Task goal: Give the entries again, exactly as written.

Supplied information:
******
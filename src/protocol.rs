//! Live wire protocol
//!
//! Inbound messages are JSON objects tagged by `type`:
//!
//! ```json
//! {"type": "state", "neurons": [...], "synapses": [...], "metrics": {...}}
//! {"type": "heartbeat", "clients": 3}
//! ```
//!
//! Node IDs may arrive as strings or numbers. Synapse endpoints are accepted
//! under `source`/`target` or `from`/`to`.

use serde::{Deserialize, Deserializer};

use crate::error::ProtocolError;
use crate::model::{
    GraphSnapshot, Metrics, Neuron, NodeId, Synapse, Vec3, finite_or_zero, sanitize_unit,
};

/// A decoded inbound message
#[derive(Debug, Clone, PartialEq)]
pub enum LiveMessage {
    /// Full graph state
    State(GraphSnapshot),
    /// Diagnostic keep-alive, carries no graph state
    Heartbeat { clients: u64 },
}

#[derive(Deserialize)]
struct Envelope {
    #[serde(rename = "type")]
    kind: String,
}

#[derive(Deserialize)]
struct StatePayload {
    neurons: Vec<WireNeuron>,
    #[serde(default)]
    synapses: Vec<WireSynapse>,
    #[serde(default, deserialize_with = "numeric_metrics")]
    metrics: Metrics,
}

#[derive(Deserialize)]
struct HeartbeatPayload {
    #[serde(default)]
    clients: u64,
}

#[derive(Deserialize)]
struct WireNeuron {
    #[serde(deserialize_with = "node_id")]
    id: NodeId,
    #[serde(default)]
    x: f32,
    #[serde(default)]
    y: f32,
    #[serde(default)]
    z: f32,
    #[serde(default)]
    region: String,
    #[serde(default)]
    heat: Option<f32>,
    #[serde(default)]
    label: Option<String>,
}

#[derive(Deserialize)]
struct WireSynapse {
    #[serde(alias = "from", deserialize_with = "node_id")]
    source: NodeId,
    #[serde(alias = "to", deserialize_with = "node_id")]
    target: NodeId,
    #[serde(default)]
    weight: f32,
    #[serde(default)]
    active: bool,
}

impl From<WireNeuron> for Neuron {
    fn from(w: WireNeuron) -> Self {
        Neuron {
            id: w.id,
            position: Vec3::new(
                finite_or_zero(w.x),
                finite_or_zero(w.y),
                finite_or_zero(w.z),
            ),
            region: w.region,
            heat: sanitize_unit(w.heat.unwrap_or(0.0)),
            label: w.label,
        }
    }
}

impl From<WireSynapse> for Synapse {
    fn from(w: WireSynapse) -> Self {
        Synapse {
            source: w.source,
            target: w.target,
            weight: finite_or_zero(w.weight),
            active: w.active,
        }
    }
}

/// Decode one text frame
pub fn parse_message(text: &str) -> Result<LiveMessage, ProtocolError> {
    let value: serde_json::Value = serde_json::from_str(text)?;
    let envelope = Envelope::deserialize(&value)?;

    match envelope.kind.as_str() {
        "state" => {
            let payload = StatePayload::deserialize(&value)?;
            Ok(LiveMessage::State(GraphSnapshot {
                neurons: payload.neurons.into_iter().map(Neuron::from).collect(),
                synapses: payload.synapses.into_iter().map(Synapse::from).collect(),
                metrics: payload.metrics,
            }))
        }
        "heartbeat" => {
            let payload = HeartbeatPayload::deserialize(&value)?;
            Ok(LiveMessage::Heartbeat {
                clients: payload.clients,
            })
        }
        other => Err(ProtocolError::UnknownType(other.to_string())),
    }
}

#[derive(Deserialize)]
#[serde(untagged)]
enum RawId {
    Text(String),
    Integer(i64),
    Float(f64),
}

fn node_id<'de, D>(deserializer: D) -> Result<NodeId, D::Error>
where
    D: Deserializer<'de>,
{
    Ok(match RawId::deserialize(deserializer)? {
        RawId::Text(s) => s,
        RawId::Integer(i) => i.to_string(),
        RawId::Float(f) if f.fract() == 0.0 && f.abs() < i64::MAX as f64 => (f as i64).to_string(),
        RawId::Float(f) => f.to_string(),
    })
}

/// Keep numeric metrics, silently dropping anything else
fn numeric_metrics<'de, D>(deserializer: D) -> Result<Metrics, D::Error>
where
    D: Deserializer<'de>,
{
    let raw = Option::<serde_json::Map<String, serde_json::Value>>::deserialize(deserializer)?;
    Ok(raw
        .unwrap_or_default()
        .into_iter()
        .filter_map(|(k, v)| v.as_f64().map(|n| (k, n)))
        .collect())
}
******
Written solution:
filename src/protocol.rs
//! Live wire protocol
//!
//! Inbound messages are JSON objects tagged by `type`:
//!
//! ```json
//! {"type": "state", "neurons": [...], "synapses": [...], "metrics": {...}}
//! {"type": "heartbeat", "clients": 3}
//! ```
//!
//! Node IDs may arrive as strings or numbers. Synapse endpoints are accepted
//! under `source`/`target` or `from`/`to`.

use serde::{Deserialize, Deserializer};

use crate::error::ProtocolError;
use crate::model::{
    GraphSnapshot, Metrics, Neuron, NodeId, Synapse, Vec3, finite_or_zero, sanitize_unit,
};

/// A decoded inbound message
#[derive(Debug, Clone, PartialEq)]
pub enum LiveMessage {
    /// Full graph state
    State(GraphSnapshot),
    /// Diagnostic keep-alive, carries no graph state
    Heartbeat { clients: u64 },
}

#[derive(Deserialize)]
struct Envelope {
    #[serde(rename = "type")]
    kind: String,
}

#[derive(Deserialize)]
struct StatePayload {
    neurons: Vec<WireNeuron>,
    #[serde(default)]
    synapses: Vec<WireSynapse>,
    #[serde(default, deserialize_with = "numeric_metrics")]
    metrics: Metrics,
}

#[derive(Deserialize)]
struct HeartbeatPayload {
    #[serde(default)]
    clients: u64,
}

#[derive(Deserialize)]
struct WireNeuron {
    #[serde(deserialize_with = "node_id")]
    id: NodeId,
    #[serde(default)]
    x: f32,
    #[serde(default)]
    y: f32,
    #[serde(default)]
    z: f32,
    #[serde(default)]
    region: String,
    #[serde(default)]
    heat: Option<f32>,
    #[serde(default)]
    label: Option<String>,
}

#[derive(Deserialize)]
struct WireSynapse {
    #[serde(alias = "from", deserialize_with = "node_id")]
    source: NodeId,
    #[serde(alias = "to", deserialize_with = "node_id")]
    target: NodeId,
    #[serde(default)]
    weight: f32,
    #[serde(default)]
    active: bool,
}

impl From<WireNeuron> for Neuron {
    fn from(w: WireNeuron) -> Self {
        Neuron {
            id: w.id,
            position: Vec3::new(
                finite_or_zero(w.x),
                finite_or_zero(w.y),
                finite_or_zero(w.z),
            ),
            region: w.region,
            heat: sanitize_unit(w.heat.unwrap_or(0.0)),
            label: w.label,
        }
    }
}

impl From<WireSynapse> for Synapse {
    fn from(w: WireSynapse) -> Self {
        Synapse {
            source: w.source,
            target: w.target,
            weight: finite_or_zero(w.weight),
            active: w.active,
        }
    }
}

/// Decode one text frame
pub fn parse_message(text: &str) -> Result<LiveMessage, ProtocolError> {
    let value: serde_json::Value = serde_json::from_str(text)?;
    let envelope = Envelope::deserialize(&value)?;

    match envelope.kind.as_str() {
        "state" => {
            let payload = StatePayload::deserialize(&value)?;
            Ok(LiveMessage::State(GraphSnapshot {
                neurons: payload.neurons.into_iter().map(Neuron::from).collect(),
                synapses: payload.synapses.into_iter().map(Synapse::from).collect(),
                metrics: payload.metrics,
            }))
        }
        "heartbeat" => {
            let payload = HeartbeatPayload::deserialize(&value)?;
            Ok(LiveMessage::Heartbeat {
                clients: payload.clients,
            })
        }
        other => Err(ProtocolError::UnknownType(other.to_string())),
    }
}

#[derive(Deserialize)]
#[serde(untagged)]
enum RawId {
    Text(String),
    Integer(i64),
    Float(f64),
}

fn node_id<'de, D>(deserializer: D) -> Result<NodeId, D::Error>
where
    D: Deserializer<'de>,
{
    Ok(match RawId::deserialize(deserializer)? {
        RawId::Text(s) => s,
        RawId::Integer(i) => i.to_string(),
        RawId::Float(f) if f.fract() == 0.0 && f.abs() < i64::MAX as f64 => (f as i64).to_string(),
        RawId::Float(f) => f.to_string(),
    })
}

/// Keep numeric metrics, silently dropping anything else
fn numeric_metrics<'de, D>(deserializer: D) -> Result<Metrics, D::Error>
where
    D: Deserializer<'de>,
{
    let raw = Option::<serde_json::Map<String, serde_json::Value>>::deserialize(deserializer)?;
    Ok(raw
        .unwrap_or_default()
        .into_iter()
        .filter_map(|(k, v)| v.as_f64().map(|n| (k, n)))
        .collect())
}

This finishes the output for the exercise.